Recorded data
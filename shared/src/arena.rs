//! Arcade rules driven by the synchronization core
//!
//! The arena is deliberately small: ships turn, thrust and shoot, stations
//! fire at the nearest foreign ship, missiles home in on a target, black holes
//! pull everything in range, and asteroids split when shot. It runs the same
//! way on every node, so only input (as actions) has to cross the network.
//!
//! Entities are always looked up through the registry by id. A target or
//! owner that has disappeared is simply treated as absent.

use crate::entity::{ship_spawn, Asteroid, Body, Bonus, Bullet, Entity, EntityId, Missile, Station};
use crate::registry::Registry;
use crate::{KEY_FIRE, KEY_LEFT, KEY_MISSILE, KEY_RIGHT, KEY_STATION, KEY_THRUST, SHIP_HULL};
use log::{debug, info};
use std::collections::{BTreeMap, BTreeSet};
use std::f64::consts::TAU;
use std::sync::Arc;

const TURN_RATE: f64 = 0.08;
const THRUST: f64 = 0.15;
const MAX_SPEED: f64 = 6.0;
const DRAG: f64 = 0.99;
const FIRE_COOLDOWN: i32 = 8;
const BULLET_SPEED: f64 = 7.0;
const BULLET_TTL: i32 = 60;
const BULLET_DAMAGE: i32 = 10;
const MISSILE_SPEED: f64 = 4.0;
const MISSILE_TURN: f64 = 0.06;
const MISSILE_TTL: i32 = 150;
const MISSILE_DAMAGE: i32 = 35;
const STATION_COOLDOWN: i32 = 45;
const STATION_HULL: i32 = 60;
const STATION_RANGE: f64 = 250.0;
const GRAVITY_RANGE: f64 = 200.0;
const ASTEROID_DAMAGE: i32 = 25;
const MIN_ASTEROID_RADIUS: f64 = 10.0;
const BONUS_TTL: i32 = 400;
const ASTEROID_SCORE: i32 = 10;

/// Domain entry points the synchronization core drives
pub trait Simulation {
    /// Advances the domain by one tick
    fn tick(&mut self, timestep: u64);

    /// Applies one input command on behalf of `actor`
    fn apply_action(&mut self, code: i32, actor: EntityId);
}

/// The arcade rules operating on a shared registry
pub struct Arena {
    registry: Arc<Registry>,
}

==

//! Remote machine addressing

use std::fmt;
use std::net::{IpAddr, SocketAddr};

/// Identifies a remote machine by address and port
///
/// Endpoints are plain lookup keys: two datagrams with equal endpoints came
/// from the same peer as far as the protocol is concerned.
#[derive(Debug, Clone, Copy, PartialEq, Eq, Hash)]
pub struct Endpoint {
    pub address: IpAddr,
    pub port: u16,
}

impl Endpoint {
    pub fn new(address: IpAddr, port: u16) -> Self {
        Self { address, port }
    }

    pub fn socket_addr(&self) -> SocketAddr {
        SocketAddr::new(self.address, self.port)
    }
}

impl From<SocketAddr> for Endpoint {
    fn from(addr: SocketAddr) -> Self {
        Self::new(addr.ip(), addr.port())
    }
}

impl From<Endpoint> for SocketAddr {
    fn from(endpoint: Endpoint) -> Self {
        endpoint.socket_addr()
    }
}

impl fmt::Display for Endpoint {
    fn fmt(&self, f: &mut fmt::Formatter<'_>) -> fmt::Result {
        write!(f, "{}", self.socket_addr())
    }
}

§ Work item: Set down precisely the lines above between the line holding "treated as absent." and the line holding "const MISSILE_SPEED: f64 = 4.0;", inclusive, and nothing beyond them.

§ Solved exercise:
//! owner that has disappeared is simply treated as absent.

use crate::entity::{ship_spawn, Asteroid, Body, Bonus, Bullet, Entity, EntityId, Missile, Station};
use crate::registry::Registry;
use crate::{KEY_FIRE, KEY_LEFT, KEY_MISSILE, KEY_RIGHT, KEY_STATION, KEY_THRUST, SHIP_HULL};
use log::{debug, info};
use std::collections::{BTreeMap, BTreeSet};
use std::f64::consts::TAU;
use std::sync::Arc;

const TURN_RATE: f64 = 0.08;
const THRUST: f64 = 0.15;
const MAX_SPEED: f64 = 6.0;
const DRAG: f64 = 0.99;
const FIRE_COOLDOWN: i32 = 8;
const BULLET_SPEED: f64 = 7.0;
const BULLET_TTL: i32 = 60;
const BULLET_DAMAGE: i32 = 10;
const MISSILE_SPEED: f64 = 4.0;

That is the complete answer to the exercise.